A trace is the end-to-end journey of one or more connected spans and a span is an operation or “work” taking place on a service. So when it comes to debugging a performance issue, being able to pick out slow spans out of a line up is the fastest way to seeing the root cause and knowing how to solve it.

Suspect Spans surfaces a list of spans that correspond to where the most time in a transaction is spent. Instead of clicking into every trace in an attempt to identify the bad actor, check out the Spans tab or Suspect Spans section in every transaction summary and jump directly to the span that needs your attention.

But, this isn’t your uncle’s performance monitoring. We don’t just show you when your service or application is slow, we show you where and how to solve it. While our newest addition, Suspect Spans, helps you address the slowest spans, not all transactions are the same. That’s why we built Operations Breakdown and Suspect Tags, to give you a different level of granularity to help you solve any performance problem.

Using Suspect Spans to eliminate redundant queries

A few weeks ago, one of our Product Managers noticed a slow loading table on one of Sentry’s pages. Because we knew the endpoint and transaction behind that table, we could easily locate the transaction in our performance monitoring tool. We opened up the transaction in Performance and then clicked on the Span tab.

Suspect Spans identified four redundant database queries. The table queried the database 17 times to pull the exact same data. Since the value from the query was always the same, we reduced the cost of running that query by caching the value.

Before

spans-before

After

spans-after

Making this change resulted in a reduction in the number of queries from 4 * 17 = 68 to just 4 per request, reducing the overall response by ~35%.

Suspect Spans points you to the transactions with spans that are likely responsible for slowing it down. We summed up the time spent inside a span using Total Exclusive Time. With this filter, you can sort the transaction table by count and P50/75/95 or 99 exclusive times — so you can focus your time and energy on high-impact transactions. Use Total Count and Total Exclusive Time to see the example spans that occur frequently and take up the most time. You can also use Average Count to spot N+1 problems faster or use Operations Breakdown to show you how much time was spent in each operation within a transaction.

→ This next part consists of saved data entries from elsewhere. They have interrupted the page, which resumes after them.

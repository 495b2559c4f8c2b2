//! Shared error type across freestream crates.

use thiserror::Error;

/// Stable error codes, suitable for logs and for replies to peers.
#[derive(Debug, Clone, Copy, PartialEq, Eq)]
pub enum ClientCode {
    /// Invalid input or configuration.
    BadRequest,
    /// Missing or duplicate session id at open time.
    SessionConflict,
    /// No live session for the given id.
    SessionNotFound,
    /// A listener handler refused the session.
    SessionRejected,
    /// The underlying connection failed.
    Transport,
    /// A listener handler failed.
    Handler,
    /// Unsupported config/protocol version.
    UnsupportedVersion,
    /// Internal error.
    Internal,
}

impl ClientCode {
    /// String representation used in logs and JSON replies.
    pub fn as_str(self) -> &'static str {
        match self {
            ClientCode::BadRequest => "BAD_REQUEST",
            ClientCode::SessionConflict => "SESSION_CONFLICT",
            ClientCode::SessionNotFound => "SESSION_NOT_FOUND",
            ClientCode::SessionRejected => "SESSION_REJECTED",
            ClientCode::Transport => "TRANSPORT",
            ClientCode::Handler => "HANDLER",
            ClientCode::UnsupportedVersion => "UNSUPPORTED_VERSION",
            ClientCode::Internal => "INTERNAL",
        }
    }
}

/// Shared result type.
pub type Result<T> = std::result::Result<T, FreestreamError>;

/// Unified error type used by core and gateway.
#[derive(Debug, Error)]
pub enum FreestreamError {
    #[error("bad request: {0}")]
    BadRequest(String),
    #[error("missing sessionId")]
    MissingSessionId,
    #[error("session already registered: {0}")]
    DuplicateSession(String),
    #[error("session not found: {0}")]
    SessionNotFound(String),
    #[error("session rejected by listener: {0}")]
    SessionRejected(String),
    #[error("transport: {0}")]
    Transport(String),
    #[error("handler failed: {0}")]
    Handler(String),
    #[error("unsupported version")]
    UnsupportedVersion,
    #[error("internal: {0}")]
    Internal(String),
}

impl FreestreamError {
    /// Map internal error to a stable code.
    pub fn client_code(&self) -> ClientCode {
        match self {
            FreestreamError::BadRequest(_) => ClientCode::BadRequest,
            FreestreamError::MissingSessionId | FreestreamError::DuplicateSession(_) => {
                ClientCode::SessionConflict
            }
            FreestreamError::SessionNotFound(_) => ClientCode::SessionNotFound,
            FreestreamError::SessionRejected(_) => ClientCode::SessionRejected,
            FreestreamError::Transport(_) => ClientCode::Transport,
            FreestreamError::Handler(_) => ClientCode::Handler,
            FreestreamError::UnsupportedVersion => ClientCode::UnsupportedVersion,
            FreestreamError::Internal(_) => ClientCode::Internal,
        }
    }

    /// True for the open-time conflicts (absent or already registered id).
    pub fn is_session_conflict(&self) -> bool {
        self.client_code() == ClientCode::SessionConflict
    }
}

Spotting Outliers with Operations Breakdown

Most transactions have variations, especially if something isn’t working right. When variations happen, you can sort how much time was spent on each operation. In these situations (like the first user below), you can use Operations Breakdown to see why those transactions differed from the performant ones.

In this case, the transaction didn’t even get to the query or resource span. Instead, all of the time was consumed on the HTTP span, where it probably errored out. You can use Operations Breakdown with Suspect Spans to see which transactions have the greatest impact on your user’s experience. So, when you understand which transactions to prioritize, you can focus your efforts on the issues that impact your users most.

operations-breakdown

Surface common events that slow down a transaction with Suspect Tags

Sometimes when you’re dealing with lots of data, it’s hard to investigate an issue when there is so much noise. When a problem arises, the distribution of event tags can provide clues to help you uncover the cause of the issue. Using the heat map, you can explore tags that are disproportionately represented in your slow transactions.

HeatMap

When you look at the transaction summary, you can see a list of suspect tags that correspond to slower transactions. You can click on the tag value to filter out transactions that match to slow performance. Alternatively, you can add custom tags, which make it easy to find and visualize performance groups within your transactions.

Get started with Performance and drop us a line at our forum or on Discord. And if you’re new to Sentry, you can try it for free today or write to sales@sentry.io to get started.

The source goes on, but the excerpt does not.